Preprocessing | Ignite Documentation
Edit

Preprocessing

Preprocessing is required to transform raw data stored in an Ignite cache to the dataset of feature vectors suitable for further use in a machine learning pipeline.

This section covers algorithms for working with features, roughly divided into the following groups:

  • Extracting features from “raw” data

  • Scaling features

  • Converting features

  • Modifying features

Note
Usually it starts from label and feature extraction via vectorizer usage and can be complicated with other preprocessing stages.

Normalization preprocessor

The normal flow is to extract features and labels from Ignite data via a vectorizer​, transform the features and then normalize them.

In addition to the ability to build any custom preprocessor, Apache Ignite provides a built-in normalization preprocessor. This preprocessor makes normalization on each vector using p-norm.

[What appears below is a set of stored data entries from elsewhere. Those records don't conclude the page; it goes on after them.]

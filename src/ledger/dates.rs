//! Due-date classification against an injected "now".

use chrono::{NaiveDate, NaiveDateTime, NaiveTime};

const MILLIS_PER_DAY: i64 = 86_400_000;

/// True when `due` falls on a calendar day before `now`'s day. A due date on
/// the same day is never overdue, whatever the time of day.
pub fn is_overdue(due: NaiveDate, now: NaiveDateTime) -> bool {
    due < now.date()
}

pub fn is_due_today(due: NaiveDate, now: NaiveDateTime) -> bool {
    due == now.date()
}

/// Whole days until the start of `due`, rounded up. Negative for past dates.
pub fn days_until_due(due: NaiveDate, now: NaiveDateTime) -> i64 {
    let millis = (due.and_time(NaiveTime::MIN) - now).num_milliseconds();
    let days = millis.div_euclid(MILLIS_PER_DAY);
    if millis.rem_euclid(MILLIS_PER_DAY) == 0 {
        days
    } else {
        days + 1
    }
}

/// Presentation label such as `1 day` or `3 days`.
pub fn days_label(days: i64) -> String {
    if days == 1 || days == -1 {
        format!("{days} day")
    } else {
        format!("{days} days")
    }
}

#[derive(Debug, Clone, Copy, PartialEq, Eq)]
pub enum DueState {
    Overdue,
    DueToday,
    Upcoming,
}

impl DueState {
    pub fn classify(due: NaiveDate, now: NaiveDateTime) -> DueState {
        if is_overdue(due, now) {
            DueState::Overdue
        } else if is_due_today(due, now) {
            DueState::DueToday
        } else {
            DueState::Upcoming
        }
    }
}

#[cfg(test)]
mod tests {
    use super::*;

    fn date(y: i32, m: u32, d: u32) -> NaiveDate {
        NaiveDate::from_ymd_opt(y, m, d).unwrap()
    }

    fn at(y: i32, m: u32, d: u32, h: u32, min: u32) -> NaiveDateTime {
        date(y, m, d).and_hms_opt(h, min, 0).unwrap()
    }

    #[test]
    fn same_day_is_due_today_not_overdue() {
        for hour in [0, 9, 23] {
            let now = at(2024, 3, 10, hour, 30);
            assert!(!is_overdue(date(2024, 3, 10), now));
            assert!(is_due_today(date(2024, 3, 10), now));
        }
    }

    #[test]
    fn earlier_days_are_overdue() {
        let now = at(2024, 3, 10, 0, 0);
        assert!(is_overdue(date(2024, 3, 9), now));
        assert!(is_overdue(date(2023, 12, 31), now));
        assert!(!is_overdue(date(2024, 3, 11), now));
        assert!(!is_due_today(date(2024, 3, 11), now));
    }

    #[test]
    fn days_until_due_rounds_up() {
        let now = at(2024, 3, 10, 9, 0);
        assert_eq!(days_until_due(date(2024, 3, 11), now), 1);
        assert_eq!(days_until_due(date(2024, 3, 15), now), 5);
        assert_eq!(days_until_due(date(2024, 3, 10), now), 0);
        assert_eq!(days_until_due(date(2024, 3, 9), now), -1);

        let midnight = at(2024, 3, 10, 0, 0);
        assert_eq!(days_until_due(date(2024, 3, 12), midnight), 2);
        assert_eq!(days_until_due(date(2024, 3, 8), midnight), -2);
    }

    #[test]
    fn classify_and_label() {
        let now = at(2024, 3, 10, 12, 0);
        assert_eq!(DueState::classify(date(2024, 3, 1), now), DueState::Overdue);
        assert_eq!(DueState::classify(date(2024, 3, 10), now), DueState::DueToday);
        assert_eq!(DueState::classify(date(2024, 4, 1), now), DueState::Upcoming);
        assert_eq!(days_label(1), "1 day");
        assert_eq!(days_label(4), "4 days");
        assert_eq!(days_label(0), "0 days");
    }
}
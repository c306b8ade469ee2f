//! Command-line surface over [`FinanceManager`].

pub mod io;
pub mod output;

use std::{path::PathBuf, sync::Arc};

use chrono::NaiveDate;
use clap::{Args as ClapArgs, Parser, Subcommand};
use uuid::Uuid;

use crate::config::{Config, ConfigManager};
use crate::core::services::ServiceError;
use crate::core::{FinanceManager, SystemClock, TracingNotifier};
use crate::currency::Amount;
use crate::domain::{
    categories_for, Displayable, TransactionDraft, TransactionKind, TransactionStatus,
};
use crate::errors::FinanceError;
use crate::ledger::{parse_time, HistoryFilter, HistoryScope, MonthKey};
use crate::storage::JsonStore;

#[derive(Debug, thiserror::Error)]
pub enum CliError {
    #[error(transparent)]
    Core(#[from] FinanceError),
    #[error(transparent)]
    Service(#[from] ServiceError),
    #[error("Invalid input: {0}")]
    Input(String),
    #[error("Prompt failed: {0}")]
    Prompt(#[from] dialoguer::Error),
}

/// Track expenses and income with due dates, recurring bills and reminders.
#[derive(Parser, Debug)]
#[command(name = "finance_core_cli", version)]
pub struct Args {
    /// Directory holding config.json (defaults to FINANCE_CORE_HOME or ~/.finance_core)
    #[arg(long, global = true)]
    pub config_dir: Option<PathBuf>,

    /// Transaction file, overriding the configured one
    #[arg(long, global = true)]
    pub data: Option<PathBuf>,

    /// Disable coloured output
    #[arg(long, global = true)]
    pub no_color: bool,

    /// Answer yes to confirmation prompts
    #[arg(short, long, global = true)]
    pub yes: bool,

    #[command(subcommand)]
    pub command: Command,
}

#[derive(Debug, Subcommand)]
pub enum Command {
    /// Totals for a month (current month by default)
    Summary {
        #[arg(long)]
        month: Option<MonthKey>,
    },

    /// Next pending transactions of the current month
    Upcoming,

    /// List transactions, latest due date first
    History {
        #[arg(long, default_value_t = HistoryFilter::All)]
        filter: HistoryFilter,
        #[arg(long, conflicts_with = "all_time")]
        month: Option<MonthKey>,
        #[arg(long)]
        all_time: bool,
    },

    /// List recurring series
    Series,

    /// Record a transaction, or a monthly series with --recurring
    Add(AddArgs),

    /// Mark a pending transaction as paid
    Pay { id: Uuid },

    /// Delete one transaction
    Delete { id: Uuid },

    /// Delete every transaction of the series the given transaction belongs to
    DeleteSeries { id: Uuid },

    /// Show or change reminder settings
    Settings(SettingsArgs),

    /// List the default categories
    Categories {
        #[arg(long = "type")]
        kind: Option<TransactionKind>,
    },

    /// Delete all transactions
    Clear,
}

#[derive(Debug, ClapArgs)]
pub struct AddArgs {
    #[arg(long)]
    pub description: String,
    #[arg(long)]
    pub category: String,
    /// Amount such as 12.50 or 12,50
    #[arg(long)]
    pub amount: Amount,
    #[arg(long = "type", default_value = "expense")]
    pub kind: TransactionKind,
    /// Due date (YYYY-MM-DD)
    #[arg(long)]
    pub due: NaiveDate,
    /// Create one pending instance per month
    #[arg(long)]
    pub recurring: bool,
    /// Record as already paid (ignored for recurring series)
    #[arg(long)]
    pub paid: bool,
}

#[derive(Debug, ClapArgs)]
pub struct SettingsArgs {
    #[arg(long, conflicts_with = "disable")]
    pub enable: bool,
    #[arg(long)]
    pub disable: bool,
    #[arg(long)]
    pub days_before: Option<u32>,
    /// Reminder time (HH:MM)
    #[arg(long)]
    pub time: Option<String>,
}

impl SettingsArgs {
    fn is_empty(&self) -> bool {
        !self.enable && !self.disable && self.days_before.is_none() && self.time.is_none()
    }
}

pub fn run_cli() -> Result<(), CliError> {
    run(Args::parse())
}

pub fn run(args: Args) -> Result<(), CliError> {
    let config_manager = match &args.config_dir {
        Some(dir) => ConfigManager::with_base_dir(dir.clone())?,
        None => ConfigManager::new()?,
    };
    let mut config = config_manager.load()?;
    if args.no_color || !config.ui_color_enabled {
        output::disable_color();
    }

    if let Command::Categories { kind } = &args.command {
        print_categories(*kind);
        return Ok(());
    }

    let data_file = args
        .data
        .clone()
        .unwrap_or_else(|| config_manager.data_file(&config));
    let clock = Arc::new(SystemClock);
    let store = JsonStore::with_clock(data_file, clock.clone())?;
    let mut manager =
        FinanceManager::from_config(&config, Box::new(store), Box::new(TracingNotifier), clock);
    manager.load()?;
    let format = config.currency_format();
    let now = manager.now();

    match args.command {
        Command::Summary { month } => {
            let month = month.unwrap_or_else(|| manager.current_month());
            output::summary(&manager.summary(month), &format);
        }
        Command::Upcoming => {
            output::section(format!("Upcoming in {}", manager.current_month()));
            output::transactions(&manager.upcoming(), now, &format);
        }
        Command::History {
            filter,
            month,
            all_time,
        } => {
            let scope = if all_time {
                HistoryScope::AllTime
            } else {
                HistoryScope::Month(month.unwrap_or_else(|| manager.current_month()))
            };
            output::transactions(&manager.history(filter, scope), now, &format);
        }
        Command::Series => output::series(&manager.series(), &format),
        Command::Add(add) => {
            let mut draft =
                TransactionDraft::new(add.description, add.category, add.amount, add.kind, add.due);
            if add.recurring {
                draft = draft.recurring();
            } else if add.paid {
                draft.status = TransactionStatus::Paid;
            }
            let created = manager.add(draft)?;
            output::success(format!("Added {} transaction(s).", created.len()));
            for txn in &created {
                output::info(output::transaction_line(txn, now, &format));
            }
        }
        Command::Pay { id } => {
            let paid = manager.mark_paid(id)?;
            output::success(format!("Marked `{}` as paid.", paid.description));
        }
        Command::Delete { id } => {
            let (description, label) = manager
                .transaction(id)
                .map(|txn| (txn.description.clone(), txn.display_label()))
                .ok_or(FinanceError::NotFound(id))?;
            if !io::confirm_action(&format!("Delete {label}?"), args.yes)? {
                output::warning("Nothing deleted.");
                return Ok(());
            }
            manager.delete(id)?;
            output::success(format!("Deleted `{description}`."));
        }
        Command::DeleteSeries { id } => {
            let series = manager.find_series_of(id).ok_or_else(|| {
                CliError::Input(format!("{id} is not part of a recurring series"))
            })?;
            let prompt = format!(
                "Delete all {} transactions of `{}`?",
                series.len(),
                series.key.description
            );
            if !io::confirm_action(&prompt, args.yes)? {
                output::warning("Nothing deleted.");
                return Ok(());
            }
            let deleted = manager.delete_series(&series.key)?;
            output::success(format!("Deleted {} transaction(s).", deleted.len()));
        }
        Command::Settings(settings) => {
            apply_settings(&mut manager, &mut config, &config_manager, settings)?;
        }
        Command::Categories { .. } => {}
        Command::Clear => {
            let count = manager.transactions().len();
            if !io::confirm_action(&format!("Delete all {count} transactions?"), args.yes)? {
                output::warning("Nothing deleted.");
                return Ok(());
            }
            let deleted = manager.clear_all()?;
            output::success(format!("Deleted {deleted} transaction(s)."));
        }
    }
    Ok(())
}

fn apply_settings(
    manager: &mut FinanceManager,
    config: &mut Config,
    config_manager: &ConfigManager,
    args: SettingsArgs,
) -> Result<(), CliError> {
    if !args.is_empty() {
        let mut settings = config.notifications;
        if args.enable {
            settings.enabled = true;
        }
        if args.disable {
            settings.enabled = false;
        }
        if let Some(days) = args.days_before {
            settings.days_before = days;
        }
        if let Some(time) = args.time.as_deref() {
            settings.time = parse_time(time).map_err(FinanceError::from)?;
        }
        let scheduled = manager.update_notification_settings(settings)?;
        config.notifications = settings;
        config_manager.save(config)?;
        output::success(format!("Settings saved; {scheduled} reminder(s) scheduled."));
    }
    let current = manager.notification_settings();
    output::info(format!(
        "Reminders {}: {} day(s) before at {}",
        if current.enabled { "on" } else { "off" },
        current.days_before,
        current.time.format("%H:%M")
    ));
    Ok(())
}

fn print_categories(kind: Option<TransactionKind>) {
    let kinds = match kind {
        Some(kind) => vec![kind],
        None => vec![TransactionKind::Expense, TransactionKind::Income],
    };
    for kind in kinds {
        output::section(kind);
        for category in categories_for(kind) {
            output::info(&category.name);
        }
    }
}
use chrono::{DateTime, Local, NaiveDate, NaiveDateTime, TimeZone, Utc};

/// Clock abstracts access to the current timestamp so services remain deterministic in tests.
pub trait Clock: Send + Sync {
    /// Returns the current UTC timestamp.
    fn now(&self) -> DateTime<Utc>;

    /// Wall-clock time used for calendar-day decisions. Defaults to `now()` in UTC.
    fn local_now(&self) -> NaiveDateTime {
        self.now().naive_utc()
    }

    /// Returns the current calendar date. Defaults to `local_now().date()`.
    fn today(&self) -> NaiveDate {
        self.local_now().date()
    }
}

/// Reads the operating system clock; calendar days follow the local timezone.
#[derive(Debug, Clone, Copy, Default)]
pub struct SystemClock;

impl Clock for SystemClock {
    fn now(&self) -> DateTime<Utc> {
        Utc::now()
    }

    fn local_now(&self) -> NaiveDateTime {
        Local::now().naive_local()
    }
}

/// A clock frozen at one instant.
#[derive(Debug, Clone, Copy, PartialEq, Eq)]
pub struct FixedClock {
    now: DateTime<Utc>,
}

impl FixedClock {
    pub fn new(now: DateTime<Utc>) -> Self {
        Self { now }
    }

    pub fn at(date: NaiveDate, hour: u32, minute: u32) -> Option<Self> {
        let naive = date.and_hms_opt(hour, minute, 0)?;
        Some(Self::new(Utc.from_utc_datetime(&naive)))
    }
}

impl Clock for FixedClock {
    fn now(&self) -> DateTime<Utc> {
        self.now
    }
}
//! Built-in category catalogue offered when recording transactions.
//!
//! Categories stay free text on drafts; the catalogue only seeds pickers.

use std::fmt;

use once_cell::sync::Lazy;
use serde::{Deserialize, Serialize};

use crate::domain::transaction::TransactionKind;

#[derive(Debug, Clone, Copy, Serialize, Deserialize, PartialEq, Eq)]
#[serde(rename_all = "lowercase")]
pub enum CategoryKind {
    Expense,
    Income,
}

impl CategoryKind {
    pub fn accepts(self, kind: TransactionKind) -> bool {
        matches!(
            (self, kind),
            (CategoryKind::Expense, TransactionKind::Expense)
                | (CategoryKind::Income, TransactionKind::Income)
        )
    }
}

impl fmt::Display for CategoryKind {
    fn fmt(&self, f: &mut fmt::Formatter<'_>) -> fmt::Result {
        let label = match self {
            CategoryKind::Expense => "Expense",
            CategoryKind::Income => "Income",
        };
        f.write_str(label)
    }
}

#[derive(Debug, Clone, Serialize, Deserialize, PartialEq, Eq)]
pub struct Category {
    pub name: String,
    pub kind: CategoryKind,
}

impl Category {
    pub fn new(name: impl Into<String>, kind: CategoryKind) -> Self {
        Self {
            name: name.into(),
            kind,
        }
    }
}

const EXPENSE_CATEGORIES: [&str; 9] = [
    "Food",
    "Transport",
    "Housing",
    "Health",
    "Education",
    "Leisure",
    "Clothing",
    "Technology",
    "Other Expenses",
];

const INCOME_CATEGORIES: [&str; 5] = [
    "Salary",
    "Freelance",
    "Investments",
    "Sales",
    "Other Income",
];

static DEFAULT_CATEGORIES: Lazy<Vec<Category>> = Lazy::new(|| {
    EXPENSE_CATEGORIES
        .iter()
        .map(|name| Category::new(*name, CategoryKind::Expense))
        .chain(
            INCOME_CATEGORIES
                .iter()
                .map(|name| Category::new(*name, CategoryKind::Income)),
        )
        .collect()
});

/// Default categories applicable to the given transaction kind, in display order.
pub fn categories_for(kind: TransactionKind) -> Vec<&'static Category> {
    DEFAULT_CATEGORIES
        .iter()
        .filter(|category| category.kind.accepts(kind))
        .collect()
}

For normalization, you need to create a NormalizationTrainer and fit a normalization preprocessor as follows:

// Train the preprocessor on the given data
Preprocessor<Integer, Vector> preprocessor = new NormalizationTrainer<Integer, Vector>()
  .withP(1)
  .fit(ignite, data, vectorizer);

// Create linear regression trainer.
LinearRegressionLSQRTrainer trainer = new LinearRegressionLSQRTrainer();

// Train model.
LinearRegressionModel mdl = trainer.fit(
    ignite,
    upstreamCache,
    preprocessor
);

Examples

To see how the Normalization Preprocessor can be used in practice, try this example that is available on GitHub and delivered with every Apache Ignite distribution.

Binarization preprocessor

Binarization is the process of thresholding numerical features to binary (0/1) features. Feature values greater than the threshold are binarized to 1.0; values equal to or less than the threshold are binarized to 0.0.

It contains only one significant parameter, which is the threshold.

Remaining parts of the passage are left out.